Anisotropic-strain-enhanced hole mobility in GaN by lattice matching to ZnGeN$_2$ and MgSiN$_2$

TL;DR

This study demonstrates that lattice matching of GaN to specific II-IV nitride materials under anisotropic strain can significantly enhance its hole mobility, with potential implications for GaN electronic devices.

Contribution

It introduces a novel approach of using lattice matching to ZnGeN$_2$ and MgSiN$_2$ to improve GaN hole mobility through strain engineering, supported by ab initio calculations.

Findings

Hole mobility increases by 50% with ZnGeN$_2$ matching.

Hole mobility increases by 260% with MgSiN$_2$ matching.
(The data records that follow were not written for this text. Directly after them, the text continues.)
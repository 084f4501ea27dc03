//! Pipeline and encoder configuration.
//!
//! Everything here is validated at construction time. Unknown backend kinds
//! and inconsistent encoder specs are rejected before any model weight is
//! loaded, so generation-time code only ever sees closed enums.

use std::path::PathBuf;
use std::str::FromStr;

use serde::Deserialize;

use crate::error::{Error, Result};

/// Default negative prompt, tuned for face-subject generation.
pub const DEFAULT_NEGATIVE_PROMPT: &str =
    "flaws in the eyes, flaws in the face, lowres, non-HDRi, low quality, worst quality, \
     artifacts, noise, text, watermark, glitch, mutated, ugly, disfigured, hands, \
     partially rendered objects, partially rendered eyes, deformed eyeballs, cross-eyed, \
     blurry, mutation, duplicate, out of frame, cropped, mutilated, bad anatomy, deformed, \
     bad proportions, nude, naked, nsfw, topless, bare breasts";

/// Where an encoder's placeholder tokens go in the composed prompt.
///
/// This is a fixed per-encoder-type policy, not user-configurable: some
/// identity signals condition best when read first, others when read last.
#[derive(Debug, Clone, Copy, PartialEq, Eq)]
pub enum PromptPlacement {
    Prefix,
    Suffix,
}

/// Identity-encoder families understood by the pipeline.
#[derive(Debug, Clone, Copy, PartialEq, Eq, Hash, Deserialize)]
#[serde(rename_all = "lowercase")]
pub enum EncoderKind {
    Arc2Face,
    #[serde(rename = "consistentid")]
    ConsistentId,
}

impl EncoderKind {
    pub fn as_str(&self) -> &'static str {
        match self {
            Self::Arc2Face => "arc2face",
            Self::ConsistentId => "consistentID",
        }
    }

    /// Number of pseudo-token embedding rows the encoder produces per subject.
    pub fn default_num_id_vectors(&self) -> usize {
        match self {
            Self::Arc2Face => 16,
            Self::ConsistentId => 4,
        }
    }

    /// Capability scale substituted when a spec asks for the backend default.
    pub fn default_output_scale(&self) -> f64 {
        match self {
            Self::Arc2Face => 6.0,
            Self::ConsistentId => 1.0,
        }
    }

    /// Arc2Face embeddings condition best at the start of the prompt,
    /// ConsistentID embeddings at the end.
    pub fn placement(&self) -> PromptPlacement {
        match self {
            Self::Arc2Face => PromptPlacement::Prefix,
            Self::ConsistentId => PromptPlacement::Suffix,
        }
    }

    /// Whether the encoder produces a native anti-identity signal for
    /// negative-prompt blending. Absence is not an error; callers substitute
    /// zero rows of matching shape.
    pub fn has_native_negative(&self) -> bool {
        match self {
            Self::Arc2Face => false,
            Self::ConsistentId => true,
        }
    }
}

impl FromStr for EncoderKind {
    type Err = Error;

    fn from_str(s: &str) -> Result<Self> {
        match s.to_ascii_lowercase().as_str() {
            "arc2face" => Ok(Self::Arc2Face),
            "consistentid" => Ok(Self::ConsistentId),
            _ => Err(Error::config(format!("unknown identity encoder type: {s:?}"))),
        }
    }
}

impl std::fmt::Display for EncoderKind {
    fn fmt(&self, f: &mut std::fmt::Formatter<'_>) -> std::fmt::Result {
        f.write_str(self.as_str())
    }
}

/// One configured identity encoder. Immutable after construction.
#[derive(Debug, Clone)]
pub struct IdentityEncoderSpec {
    pub kind: EncoderKind,
    pub checkpoint_path: PathBuf,
    pub num_id_vectors: usize,
    /// Capability scale applied to the encoder's output embeddings.
    /// `-1.0` selects the kind's documented default.
    pub output_scale: f64,
}

impl IdentityEncoderSpec {
    pub fn new(kind: EncoderKind, checkpoint_path: impl Into<PathBuf>) -> Self {
        Self {
            kind,
            checkpoint_path: checkpoint_path.into(),
            num_id_vectors: kind.default_num_id_vectors(),
            output_scale: -1.0,
        }
    }

    pub fn with_output_scale(mut self, scale: f64) -> Self {
        self.output_scale = scale;
        self
    }

    pub fn with_num_id_vectors(mut self, n: usize) -> Self {
        self.num_id_vectors = n;
        self
    }

    /// The scale actually applied at inference time: `-1` resolves to the
    /// kind default, anything else is used as-is (no normalization).
    pub fn effective_scale(&self) -> f64 {
        if self.output_scale < 0.0 {
            self.kind.default_output_scale()
        } else {
            self.output_scale
        }
    }
}

/// Diffusion sampling architecture. Determines the conditioning call
/// signature the generator uses; validated exhaustively at construction.
#[derive(Debug, Clone, Copy, PartialEq, Eq)]
pub enum BackendKind {
    /// Latent U-Net, text-to-image.
    LatentUnetText2Img,
    /// Latent U-Net, image-to-image (strength-scheduled start).
    LatentUnetImg2Img,
    /// Rectified-flow MMDiT with dual embedding+pooled conditioning streams.
    FlowTransformerV1,
    /// Rectified-flow transformer with distilled guidance, no negative stream.
    FlowTransformerV2,
    /// Prompt/identity encoding only; no sampler is loaded.
    EncoderOnly,
}

impl BackendKind {
    pub fn as_str(&self) -> &'static str {
        match self {
            Self::LatentUnetText2Img => "latent-unet-txt2img",
            Self::LatentUnetImg2Img => "latent-unet-img2img",
            Self::FlowTransformerV1 => "flow-transformer-v1",
            Self::FlowTransformerV2 => "flow-transformer-v2",
            Self::EncoderOnly => "encoder-only",
        }
    }

    /// Default pretrained bundle for the backend, used when the pipeline
    /// config does not name a base model.
    pub fn default_base_model(&self) -> Option<&'static str> {
        match self {
            Self::LatentUnetText2Img | Self::LatentUnetImg2Img | Self::EncoderOnly => {
                Some("stable-diffusion-v1-5/stable-diffusion-v1-5")
            }
            Self::FlowTransformerV1 => Some("stabilityai/stable-diffusion-3-medium-diffusers"),
            Self::FlowTransformerV2 => Some("black-forest-labs/FLUX.1-schnell"),
        }
    }

    /// Whether the backend consumes a negative conditioning stream.
    pub fn supports_negative_prompt(&self) -> bool {
        !matches!(self, Self::FlowTransformerV2)
    }
}

impl FromStr for BackendKind {
    type Err = Error;

    fn from_str(s: &str) -> Result<Self> {
        match s {
            "latent-unet-txt2img" => Ok(Self::LatentUnetText2Img),
            "latent-unet-img2img" => Ok(Self::LatentUnetImg2Img),
            "flow-transformer-v1" => Ok(Self::FlowTransformerV1),
            "flow-transformer-v2" => Ok(Self::FlowTransformerV2),
            "encoder-only" => Ok(Self::EncoderOnly),
            _ => Err(Error::config(format!("unknown backend kind: {s:?}"))),
        }
    }
}

impl std::fmt::Display for BackendKind {
    fn fmt(&self, f: &mut std::fmt::Formatter<'_>) -> std::fmt::Result {
        f.write_str(self.as_str())
    }
}

/// Pipeline construction parameters. Immutable after the pipeline is built.
#[derive(Debug, Clone)]
pub struct PipelineConfig {
    pub backend_kind: BackendKind,
    /// Local diffusers-layout directory or a hub repository id.
    /// `None` selects the backend kind's default bundle.
    pub base_model: Option<String>,
    /// Alternate VAE checkpoint (e.g. a face-detail finetune).
    pub vae_override: Option<PathBuf>,
    /// Alternate text-encoder weights (e.g. a prompt-following finetune).
    pub text_encoder_override: Option<PathBuf>,
    /// Replacement for the main U-Net; may be in a legacy checkpoint format.
    pub main_unet_path: Option<PathBuf>,
    /// Extra U-Nets ensembled with the main one, with their mixing weights.
    pub extra_unet_paths: Vec<PathBuf>,
    pub extra_unet_weights: Vec<f64>,
    /// The subject word removed from raw prompts and replaced by placeholder
    /// tokens. Short and unusual on purpose; a word that also occurs as
    /// natural English in prompts will be stripped from them.
    pub subject_placeholder: String,
    pub num_inference_steps: usize,
    /// Default negative prompt; `None` selects [`DEFAULT_NEGATIVE_PROMPT`].
    pub negative_prompt: Option<String>,
    /// Overwrite the tail of the negative-prompt embedding with the
    /// encoders' anti-identity rows. Degrades output quality in practice,
    /// so it is off by default, but stays reachable for experimentation.
    pub blend_negative_identity: bool,
    pub height: usize,
    pub width: usize,
}

impl PipelineConfig {
    pub fn new(backend_kind: BackendKind) -> Self {
        Self {
            backend_kind,
            base_model: None,
            vae_override: None,
            text_encoder_override: None,
            main_unet_path: None,
            extra_unet_paths: Vec::new(),
            extra_unet_weights: Vec::new(),
            subject_placeholder: "z".to_string(),
            num_inference_steps: 50,
            negative_prompt: None,
            blend_negative_identity: false,
            height: 512,
            width: 512,
        }
    }

    pub fn negative_prompt(&self) -> &str {
        self.negative_prompt
            .as_deref()
            .unwrap_or(DEFAULT_NEGATIVE_PROMPT)
    }

    pub fn validate(&self) -> Result<()> {
        if self.subject_placeholder.is_empty() {
            return Err(Error::config("subject placeholder must not be empty"));
        }
        if self.extra_unet_paths.len() != self.extra_unet_weights.len() {
            return Err(Error::config(format!(
                "{} extra U-Net paths but {} weights",
                self.extra_unet_paths.len(),
                self.extra_unet_weights.len()
            )));
        }
        if self.height % 8 != 0 || self.width % 8 != 0 {
            return Err(Error::config(format!(
                "height ({}) and width ({}) must be divisible by 8",
                self.height, self.width
            )));
        }
        Ok(())
    }
}

#[cfg(test)]
mod tests {
    use super::*;

    #[test]
    fn backend_kind_round_trips() {
        for kind in [
            BackendKind::LatentUnetText2Img,
            BackendKind::LatentUnetImg2Img,
            BackendKind::FlowTransformerV1,
            BackendKind::FlowTransformerV2,
            BackendKind::EncoderOnly,
        ] {
            assert_eq!(kind.as_str().parse::<BackendKind>().unwrap(), kind);
        }
    }

    #[test]
    fn unknown_backend_kind_is_config_error() {
        let err = "latent-unet-txt3img".parse::<BackendKind>().unwrap_err();
        assert!(matches!(err, Error::Config(_)));
        assert!(err.to_string().contains("latent-unet-txt3img"));
    }

    #[test]
    fn default_scale_resolution() {
        let spec = IdentityEncoderSpec::new(EncoderKind::Arc2Face, "ckpt.safetensors");
        assert_eq!(spec.effective_scale(), 6.0);

        let spec = IdentityEncoderSpec::new(EncoderKind::ConsistentId, "ckpt.safetensors");
        assert_eq!(spec.effective_scale(), 1.0);

        let spec = IdentityEncoderSpec::new(EncoderKind::Arc2Face, "ckpt.safetensors")
            .with_output_scale(2.5);
        assert_eq!(spec.effective_scale(), 2.5);
    }

    #[test]
    fn encoder_kind_parsing_is_case_insensitive() {
        assert_eq!(
            "consistentID".parse::<EncoderKind>().unwrap(),
            EncoderKind::ConsistentId
        );
        assert_eq!(
            "Arc2Face".parse::<EncoderKind>().unwrap(),
            EncoderKind::Arc2Face
        );
        assert!("arcface".parse::<EncoderKind>().is_err());
    }

    #[test]
    fn mismatched_ensemble_weights_rejected() {
        let mut cfg = PipelineConfig::new(BackendKind::LatentUnetText2Img);
        cfg.extra_unet_paths = vec![PathBuf::from("a.safetensors")];
        assert!(matches!(cfg.validate(), Err(Error::Config(_))));
    }
}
Lattice matching to a hypothetical solid solution could boost mobility by 160%.

Abstract

The key obstacle toward realizing integrated gallium nitride (GaN) electronics is its low hole mobility. Here, we explore the possibility of improving the hole mobility of GaN via epitaxial matching to II-IV nitride materials that have recently become available, namely ZnGeN$_2$ and MgSiN$_2$. We perform state-of-the-art calculations of the hole mobility of GaN using the ab initio Boltzmann transport equation. We show that effective uniaxial compressive strain of GaN along the $[1\bar{1}00]$ by lattice matching to ZnGeN$_2$ and MgSiN$_2$ results in the inversion of the heavy hole band and split-off hole band, thereby lowering the effective hole mass in the compression direction. We find that lattice matching to ZnGeN$_2$ and MgSiN$_2$ induces an increase of the room-temperature hole mobility by 50% and 260% as compared to unstrained GaN, respectively. Examining the trends as a function of strain, we find that the variation in mobility is highly nonlinear; lattice matching to a hypothetical solid solution of Zn$_{0.75}$Ge$_{0.75}$Mg$_{0.25}$Si$_{0.25}$N$_2$ would already increase the hole mobility by 160%.